Evolving Term Insurance needs at Different Phases of Life

Insurance is an integral part of our lives. It provides us with financial security and peace of mind in case of unforeseen events. As we move through different phases of life, our insurance needs evolve too. One type of insurance that can cater to these changing needs is term insurance. In this blog post, we will look at how term insurance needs evolve with every stage of life and why it’s important to have the right coverage at the right time. So buckle up and let’s explore together!

Insurance needs and different phases

Below are all the different phases of life and the insurance needs:

When you’re young and single (25-30 years old)

Contrary to popular belief, term insurance is not only for those who rely on family. In fact, it is encouraged to buy young in order to benefit from lower premium rates. Potential health risks and other hazards are often at bay at a young age, and thus one falls under a low-risk profile, qualifying for high coverage at a low price. For example, a 25-year-old salaried individual living in Delhi can choose a Rs 50 lakh cover at a monthly premium of Rs 400-600, which is quite affordable.

It’s easy to believe that you don’t have any dependents when you’re young. However, uncertainties can arise at the most inconvenient times, and you wouldn’t want your elderly parents to bear the brunt of it if something unfortunate occurred. In these trying times, term insurance comes to your aid and protects your family. Life insurance companies also offer term policies with a life stage benefit rider, which allows you to increase coverage during significant life events such as marriage or having children. When purchasing insurance, one should follow a basic principle: buy it when the risk is low. When the risk factor is high, obtaining insurance becomes not only more difficult, but also more expensive.

Also read: Top 10 life insurance companies

Married and starting a family (30-40)

By your 30s, you are most likely married, planning a family, or even raising small children. There’s a good chance your parents rely on you as well. This is a critical stage in life when expenses and responsibilities begin to mount and financial security is more important than ever. It is therefore recommended to have adequate coverage to pay off all of these liabilities in the event of an unfortunate situation. To adequately cover one’s dependents, one should consider at least a tenfold increase in annual income. A 35-year-old living in a metro city can obtain a sum assured of Rs 1 crore for a monthly premium of approximately Rs 1200- 1400. Consumers at this age still have a lower risk profile, but their financial reliance on them grows significantly. So, it’s best to act quickly and purchase a term plan that meets one’s needs at a reasonable premium.

Evolving term insurance needs at different stages of life

Middle-aged with growing children (40-50+)

This is the point at which a person’s disposable income usually increases significantly. On the professional front, they find more stability by rising through the ranks if they are salaried, or by expanding their business if they are self-employed. However, expenses always rise in lockstep with income, so this is also the time when they need to save up for one-time expenses such as their children’s marriage or higher education.
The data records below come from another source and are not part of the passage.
impl GameState {
    /// Create an idle session with the given configuration
    pub fn new(config: GameConfig) -> Result<Self, GameError> {
        config.validate()?;
        Ok(Self {
            config,
            ..Self::default()
        })
    }

    // ==================== Queries ====================

    pub fn config(&self) -> &GameConfig {
        &self.config
    }

    pub fn phase(&self) -> &GamePhase {
        &self.phase
    }

    pub fn phase_kind(&self) -> PhaseKind {
        self.phase.kind()
    }

    pub fn round(&self) -> Option<&Round> {
        self.round.as_ref()
    }

    pub fn grid(&self) -> Option<&Grid> {
        self.round.as_ref().map(|r| r.grid())
    }

    /// Players of the running round (empty while Idle)
    pub fn players(&self) -> &[Player] {
        self.round.as_ref().map(|r| r.players()).unwrap_or(&[])
    }

    pub fn get_player(&self, id: PlayerId) -> Option<&Player> {
        self.round.as_ref().and_then(|r| r.player(id))
    }

    /// Whose turn it is, if a round is running
    pub fn active_player(&self) -> Option<PlayerId> {
        match self.phase {
            GamePhase::Placing | GamePhase::Manning { .. } => {
                self.round.as_ref().map(|r| r.active_player())
            }
            _ => None,
        }
    }

    /// The tile waiting to be placed
    pub fn current_tile(&self) -> Option<&Tile> {
        self.round.as_ref().and_then(|r| r.current_tile())
    }

    pub fn is_over(&self) -> bool {
        self.phase == GamePhase::GameOver
    }

    /// Scores ordered best first; after the round is left, the last result
    pub fn standings(&self) -> Vec<Standing> {
        match &self.round {
            Some(round) => round.standings(),
            None => self.last_standings.clone(),
        }
    }

    /// Whether the tile in hand could go to `coord` turned to `rotation`
    pub fn is_placeable(&self, coord: GridCoord, rotation: Rotation) -> Result<bool, GameError> {
        let (Some(round), Some(tile)) = (&self.round, self.current_tile()) else {
            return Ok(false);
        };
        let grid = round.grid();
        grid.is_placeable(
            coord,
            &Tile::with_rotation(tile.kind(), rotation),
            grid.allows_enclaves(),
        )
    }

    /// Every legal (coord, rotation) for the tile in hand
    pub fn valid_placements(&self) -> Vec<(GridCoord, Rotation)> {
        match (&self.phase, &self.round) {
            (GamePhase::Placing, Some(round)) => round
                .current_tile()
                .map(|tile| round.grid().valid_placements(tile.kind()))
                .unwrap_or_default(),
            _ => Vec::new(),
        }
    }

    /// Positions on the tile just placed where the active player may put a meeple
    pub fn valid_meeple_positions(&self) -> Vec<GridDirection> {
        let (GamePhase::Manning { coord }, Some(round)) = (&self.phase, &self.round) else {
            return Vec::new();
        };
        let has_meeple = round
            .player(round.active_player())
            .is_some_and(|p| p.has_free_meeples());
        if !has_meeple {
            return Vec::new();
        }
        round.grid().meeple_spots(*coord)
    }

    // ==================== Operations ====================

    /// Start a round with the named players, drawing tiles from `supply`.
    ///
    /// Ignored while a round is running.
    pub fn new_round(
        &mut self,
        names: Vec<String>,
        supply: impl TileSupply + 'static,
    ) -> Result<Vec<GameEvent>, GameError> {
        if self.check(Operation::NewRound)? == Rule::Ignore {
            debug!(phase = %self.phase_kind(), "new round ignored");
            return Ok(Vec::new());
        }

        let mut round = Round::new(names, &self.config, Box::new(supply))?;
        let mut events = vec![GameEvent::RoundStarted {
            players: round.players().iter().map(|p| p.id).collect(),
            foundation: self.config.foundation,
            tiles_in_supply: round.tiles_remaining(),
        }];
        info!(
            players = round.players().len(),
            tiles = round.tiles_remaining(),
            "round started"
        );

        let drew = round.draw(self.config.discard_unplaceable, &mut events);
        self.round = Some(round);
        self.pending.clear();
        self.set_phase(GamePhase::Placing, &mut events);
        if !drew {
            self.enter_game_over(false, &mut events);
        }
        Ok(events)
    }

    /// Apply an action for the active player
    pub fn apply(&mut self, action: GameAction) -> Result<Vec<GameEvent>, GameError> {
        let operation = Operation::from(&action);
        if self.check(operation)? == Rule::Ignore {
            debug!(phase = %self.phase_kind(), %operation, "operation ignored");
            return Ok(Vec::new());
        }

        let mut events = Vec::new();

        match action {
            // ==================== Placing ====================
            GameAction::RotateTile(direction) => {
                self.rotate_tile(direction, &mut events)?;
            }

            GameAction::PlaceTile { coord, rotation } => {
                self.place_tile(coord, rotation, &mut events)?;
            }

            // ==================== Manning ====================
            GameAction::PlaceMeeple { direction } => {
                self.place_meeple(direction, &mut events)?;
            }

            // ==================== Any Phase ====================
            GameAction::Skip => match self.phase {
                GamePhase::Placing => self.discard_tile(&mut events)?,
                GamePhase::Manning { .. } => self.finish_turn(&mut events)?,
                GamePhase::GameOver => {
                    if let Some(round) = self.round.take() {
                        self.last_standings = round.standings();
                    }
                    self.set_phase(GamePhase::Idle, &mut events);
                }
                GamePhase::Idle => {}
            },

            GameAction::Abort => {
                info!(phase = %self.phase_kind(), "round aborted");
                self.enter_game_over(true, &mut events);
            }
        }

        Ok(events)
    }

    fn check(&self, operation: Operation) -> Result<Rule, GameError> {
        let state = self.phase_kind();
        transition_rule(state, operation)
            .ok_or(GameError::IllegalStateTransition { state, operation })
    }

    fn round_mut(&mut self, operation: Operation) -> Result<&mut Round, GameError> {
        let state = self.phase.kind();
        self.round
            .as_mut()
            .ok_or(GameError::IllegalStateTransition { state, operation })
    }

    fn set_phase(&mut self, phase: GamePhase, events: &mut Vec<GameEvent>) {
        let from = self.phase.kind();
        let to = phase.kind();
        self.phase = phase;
        if from != to {
            debug!(%from, %to, "phase changed");
            events.push(GameEvent::StateChanged { from, to });
        }
    }

    fn rotate_tile(&mut self, direction: RotationDirection, events: &mut Vec<GameEvent>) -> Result<(), GameError> {
        let round = self.round_mut(Operation::RotateTile)?;
        let player = round.active_player();
        if let Some(tile) = round.current_tile_mut() {
            tile.rotate(direction);
            debug!(player, degrees = tile.rotation().degrees(), "tile rotated");
            events.push(GameEvent::TileRotated {
                player,
                rotation: tile.rotation(),
            });
        }
        Ok(())
    }

    fn place_tile(&mut self, coord: GridCoord, rotation: Rotation, events: &mut Vec<GameEvent>) -> Result<(), GameError> {
        let round = self.round_mut(Operation::PlaceTile)?;
        let player = round.active_player();
        let mut tile = *round.current_tile().ok_or(GameError::IllegalPlacement)?;
        tile.set_rotation(rotation);

        if !round.grid_mut().place(coord, tile)? {
            return Err(GameError::IllegalPlacement);
        }
        round.take_current_tile();
        events.push(GameEvent::TilePlaced {
            player,
            kind: tile.kind(),
            coord,
            rotation,
        });

        let completed = round.grid_mut().drain_completed();
        for id in &completed {
            if let Some(pattern) = round.grid().regions().get(*id) {
                events.push(GameEvent::PatternCompleted {
                    pattern: *id,
                    terrain: pattern.terrain(),
                    tiles: pattern.tile_count(),
                });
            }
        }
        let has_spot = round.player(player).is_some_and(|p| p.has_free_meeples())
            && !round.grid().meeple_spots(coord).is_empty();
        self.pending.extend(completed);

        if has_spot {
            self.set_phase(GamePhase::Manning { coord }, events);
            Ok(())
        } else {
            debug!(%coord, "no free feature on placed tile, skipping meeple");
            self.finish_turn(events)
        }
    }

    fn place_meeple(&mut self, direction: GridDirection, events: &mut Vec<GameEvent>) -> Result<(), GameError> {
        let GamePhase::Manning { coord } = self.phase else {
            return Err(GameError::IllegalStateTransition {
                state: self.phase_kind(),
                operation: Operation::PlaceMeeple,
            });
        };
        let round = self.round_mut(Operation::PlaceMeeple)?;
        let player = round.active_player();

        round.grid_mut().place_meeple(coord, direction, player)?;
        if let Some(p) = round.player_mut(player) {
            p.take_meeple()?;
        }

        let terrain = round
            .grid()
            .tile(coord)
            .map(|t| t.terrain(direction))
            .unwrap_or(TerrainType::Other);
        events.push(GameEvent::MeeplePlaced {
            player,
            coord,
            direction,
            terrain,
        });

        self.finish_turn(events)
    }

    /// Throw away the tile in hand and draw another for the same player
    fn discard_tile(&mut self, events: &mut Vec<GameEvent>) -> Result<(), GameError> {
        let discard_unplaceable = self.config.discard_unplaceable;
        let round = self.round_mut(Operation::Skip)?;
        let player = round.active_player();
        if let Some(tile) = round.take_current_tile() {
            debug!(player, kind = ?tile.kind(), "tile skipped");
            events.push(GameEvent::TileDiscarded {
                player,
                kind: tile.kind(),
            });
        }
        if !round.draw(discard_unplaceable, events) {
            self.enter_game_over(false, events);
        }
        Ok(())
    }

    /// Score what the turn completed, pass to the next player and draw
    fn finish_turn(&mut self, events: &mut Vec<GameEvent>) -> Result<(), GameError> {
        let split = self.config.split_pattern_score;
        let discard_unplaceable = self.config.discard_unplaceable;
        let pending = std::mem::take(&mut self.pending);

        let round = self.round_mut(Operation::Skip)?;
        score_patterns(round, pending, split, events);

        let player = round.active_player();
        let next_player = round.advance();
        debug!(player, next_player, turn = round.turn(), "turn ended");
        events.push(GameEvent::TurnEnded {
            player,
            next_player,
        });

        if round.draw(discard_unplaceable, events) {
            self.set_phase(GamePhase::Placing, events);
        } else {
            self.enter_game_over(false, events);
        }
        Ok(())
    }

    /// Apply final scoring and move to GameOver
    fn enter_game_over(&mut self, aborted: bool, events: &mut Vec<GameEvent>) {
        let split = self.config.split_pattern_score;
        let with_fields = self.config.score_fields;
        let pending = std::mem::take(&mut self.pending);

        if let Some(round) = self.round.as_mut() {
            let player = round.active_player();
            if let Some(tile) = round.take_current_tile() {
                events.push(GameEvent::TileDiscarded {
                    player,
                    kind: tile.kind(),
                });
            }

            score_patterns(round, pending, split, events);

            let claimed: Vec<PatternId> = round
                .grid()
                .regions()
                .patterns()
                .filter(|p| p.is_claimed())
                .map(|p| p.id())
                .collect();
            score_patterns(round, claimed, split, events);

            if with_fields {
                for award in score_fields(round.grid(), split) {
                    apply_award(round, &award, events);
                }
            }
            return_all_meeples(round, events);
        }

        self.set_phase(GamePhase::GameOver, events);
        let standings = self.standings();
        info!(
            aborted,
            winner = standings.first().map(|s| s.name.as_str()).unwrap_or(""),
            "round over"
        );
        events.push(GameEvent::RoundOver { standings, aborted });
    }
}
To put this in context, one requires coverage that can not only cover regular expenses at this stage, but also pay off any loans. The policy term should be the most important factor to consider at this age. You should only buy term insurance to cover your liabilities before retiring, and at the age of 40-50+, the likely retirement age is much clearer. Individuals at this stage should purchase coverage up to the age of 65-70 to protect themselves from potential liabilities before retirement. Choosing the right cover duration can also help customers at this age save money on term insurance premiums.
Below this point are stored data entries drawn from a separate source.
//! One round of play: the players, the grid and the tile supply.
//!
//! A `Round` exists from "new round" until the state machine returns to Idle.
//! It owns everything that is thrown away afterwards; the state machine in
//! `game` decides when its methods are called.

use crate::actions::{GameEvent, Standing};
use crate::config::{GameConfig, MAX_PLAYERS};
use crate::game::GameError;
use crate::grid::Grid;
use crate::player::{Player, PlayerId};
use crate::stack::TileSupply;
use crate::tile::Tile;
use tracing::debug;

/// State of a running round
#[derive(Debug)]
pub struct Round {
    players: Vec<Player>,
    active: usize,
    grid: Grid,
    supply: Box<dyn TileSupply>,
    current_tile: Option<Tile>,
    turn: u32,
}

impl Round {
    /// Set up players and grid. Nothing is drawn yet.
    pub fn new(names: Vec<String>, config: &GameConfig, supply: Box<dyn TileSupply>) -> Result<Self, GameError> {
        if names.is_empty() || names.len() > MAX_PLAYERS {
            return Err(GameError::InvalidConfig(format!(
                "a round needs 1 to {MAX_PLAYERS} players, got {}",
                names.len()
            )));
        }
        config.validate()?;

        let players = names
            .into_iter()
            .enumerate()
            .map(|(i, name)| Player::new(i as PlayerId, name, config.meeples_per_player))
            .collect();

        Ok(Self {
            players,
            active: 0,
            grid: Grid::from_config(config)?,
            supply,
            current_tile: None,
            turn: 1,
        })
    }

    pub fn players(&self) -> &[Player] {
        &self.players
    }

    pub fn player(&self, id: PlayerId) -> Option<&Player> {
        self.players.get(id as usize)
    }

    pub(crate) fn player_mut(&mut self, id: PlayerId) -> Option<&mut Player> {
        self.players.get_mut(id as usize)
    }

    /// Whose turn it is
    pub fn active_player(&self) -> PlayerId {
        self.active as PlayerId
    }

    pub fn grid(&self) -> &Grid {
        &self.grid
    }

    pub(crate) fn grid_mut(&mut self) -> &mut Grid {
        &mut self.grid
    }

    /// The drawn tile waiting to be placed
    pub fn current_tile(&self) -> Option<&Tile> {
        self.current_tile.as_ref()
    }

    pub(crate) fn current_tile_mut(&mut self) -> Option<&mut Tile> {
        self.current_tile.as_mut()
    }

    pub(crate) fn take_current_tile(&mut self) -> Option<Tile> {
        self.current_tile.take()
    }

    /// Tiles left in the supply, not counting the one in hand
    pub fn tiles_remaining(&self) -> usize {
        self.supply.remaining()
    }

    /// Turn number, starting at 1
    pub fn turn(&self) -> u32 {
        self.turn
    }

    /// Pass the turn to the next player in order
    pub(crate) fn advance(&mut self) -> PlayerId {
        self.active = (self.active + 1) % self.players.len();
        self.turn += 1;
        self.active_player()
    }

    /// Draw a tile for the active player.
    ///
    /// With `discard_unplaceable` set, tiles that fit nowhere on the grid are
    /// thrown away and the next one is drawn. Returns `false` once the supply
    /// is exhausted.
    pub(crate) fn draw(&mut self, discard_unplaceable: bool, events: &mut Vec<GameEvent>) -> bool {
        let player = self.active_player();
        while let Some(tile) = self.supply.next_tile() {
            if discard_unplaceable && !self.grid.has_any_placement(tile.kind()) {
                debug!(player, kind = ?tile.kind(), "drawn tile fits nowhere, discarding");
                events.push(GameEvent::TileDiscarded {
                    player,
                    kind: tile.kind(),
                });
                continue;
            }
            debug!(player, kind = ?tile.kind(), remaining = self.supply.remaining(), "tile drawn");
            events.push(GameEvent::TileDrawn {
                player,
                kind: tile.kind(),
            });
            self.current_tile = Some(tile);
            return true;
        }
        false
    }

    /// Players ordered by score, best first; ties keep turn order
    pub fn standings(&self) -> Vec<Standing> {
        let mut standings: Vec<Standing> = self
            .players
            .iter()
            .map(|p| Standing {
                player: p.id,
                name: p.name.clone(),
                score: p.score,
            })
            .collect();
        standings.sort_by(|a, b| b.score.cmp(&a.score).then(a.player.cmp(&b.player)));
        standings
    }
}

#[cfg(test)]
mod tests {
    use super::*;
    use crate::stack::TileStack;
    use crate::tile::TileKind;

    fn names(n: usize) -> Vec<String> {
        (0..n).map(|i| format!("Player {}", i + 1)).collect()
    }

    fn small_config() -> GameConfig {
        GameConfig::new().with_grid_size(3, 3)
    }

    #[test]
    fn test_player_count_limits() {
        let supply = || Box::new(TileStack::from_kinds(vec![])) as Box<dyn TileSupply>;
        assert!(matches!(
            Round::new(names(0), &small_config(), supply()),
            Err(GameError::InvalidConfig(_))
        ));
        assert!(matches!(
            Round::new(names(MAX_PLAYERS + 1), &small_config(), supply()),
            Err(GameError::InvalidConfig(_))
        ));
        assert!(Round::new(names(1), &small_config(), supply()).is_ok());
        assert!(Round::new(names(MAX_PLAYERS), &small_config(), supply()).is_ok());
    }

    #[test]
    fn test_advance_wraps() {
        let mut round = Round::new(
            names(3),
            &small_config(),
            Box::new(TileStack::from_kinds(vec![])),
        )
        .unwrap();
        assert_eq!(round.active_player(), 0);
        assert_eq!(round.advance(), 1);
        assert_eq!(round.advance(), 2);
        assert_eq!(round.advance(), 0);
        assert_eq!(round.turn(), 4);
    }

    #[test]
    fn test_draw_discards_unplaceable_tiles() {
        // A 1x1 grid has no free spot, so everything is discarded
        let config = GameConfig::new().with_grid_size(1, 1);
        let stack = TileStack::from_kinds(vec![TileKind::Road, TileKind::Monastery]);
        let mut round = Round::new(names(2), &config, Box::new(stack)).unwrap();

        let mut events = Vec::new();
        assert!(!round.draw(true, &mut events));
        assert_eq!(events.len(), 2);
        assert!(events
            .iter()
            .all(|e| matches!(e, GameEvent::TileDiscarded { .. })));
        assert_eq!(round.tiles_remaining(), 0);
    }

    #[test]
    fn test_draw_keeps_unplaceable_when_allowed() {
        let config = GameConfig::new().with_grid_size(1, 1);
        let stack = TileStack::from_kinds(vec![TileKind::Road]);
        let mut round = Round::new(names(2), &config, Box::new(stack)).unwrap();

        let mut events = Vec::new();
        assert!(round.draw(false, &mut events));
        assert_eq!(round.current_tile().map(|t| t.kind()), Some(TileKind::Road));
    }

    #[test]
    fn test_standings_order() {
        let mut round = Round::new(
            names(3),
            &small_config(),
            Box::new(TileStack::from_kinds(vec![])),
        )
        .unwrap();
        round.player_mut(2).unwrap().add_points(5);
        round.player_mut(0).unwrap().add_points(1);
        round.player_mut(1).unwrap().add_points(5);
        let order: Vec<PlayerId> = round.standings().iter().map(|s| s.player).collect();
        assert_eq!(order, vec![1, 2, 0]);
    }
}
Retired or nearing retirement (55-60+)

This is the stage at which one is gradually releasing responsibilities and can decide to terminate their term cover. At this point, it’s natural to wonder if you survive the term, if your paid premiums will be lost. No, not always! If you had chosen one of the market’s new-age term plans, you would now have a one-time exit option. These plans allow the policyholder to surrender the policy when they believe their responsibilities are complete and receive the full amount paid, minus GST. So, one can keep their life insurance throughout their earlier years and then exit the plan while still getting good value for money. 

Unlike term-return-of-premium (TROP) plans, the new category of plans is priced the same as a regular term plan. Whereas TROP plans are at least 1.8x-2x more expensive. Customers under the age of 45 can purchase these plans. Which can be surrendered once they reach the age of 60. Alternatively, if a customer is 55-60 years old and wants to buy life insurance, annuity plans are the best option. Overall, term insurance is a non-negotiable requirement at every stage of life. So it’s critical to continually assess your needs and select a plan that meets them so that it doesn’t fall short when your dependents need it the most.

Also read: Difference between term and life insurance.

The bottom line

It’s important to understand that our insurance needs evolve with every stage of life. As we grow older and experience different milestones, the type and amount of coverage we require changes. Term insurance is a great option for those who want affordable protection for a specific period of time.
By being aware of your current life stage and future goals. You can make sure that you have the right term insurance policy in place to protect yourself and your loved ones. Whether you’re just starting out or preparing for retirement, there’s a term insurance plan that will fit your unique needs.
Remember to review your policies regularly to ensure they align with where you are in life. And if you ever have any questions about term insurance or other types of coverage. Don’t hesitate to speak with an experienced insurance professional who can guide you through the process.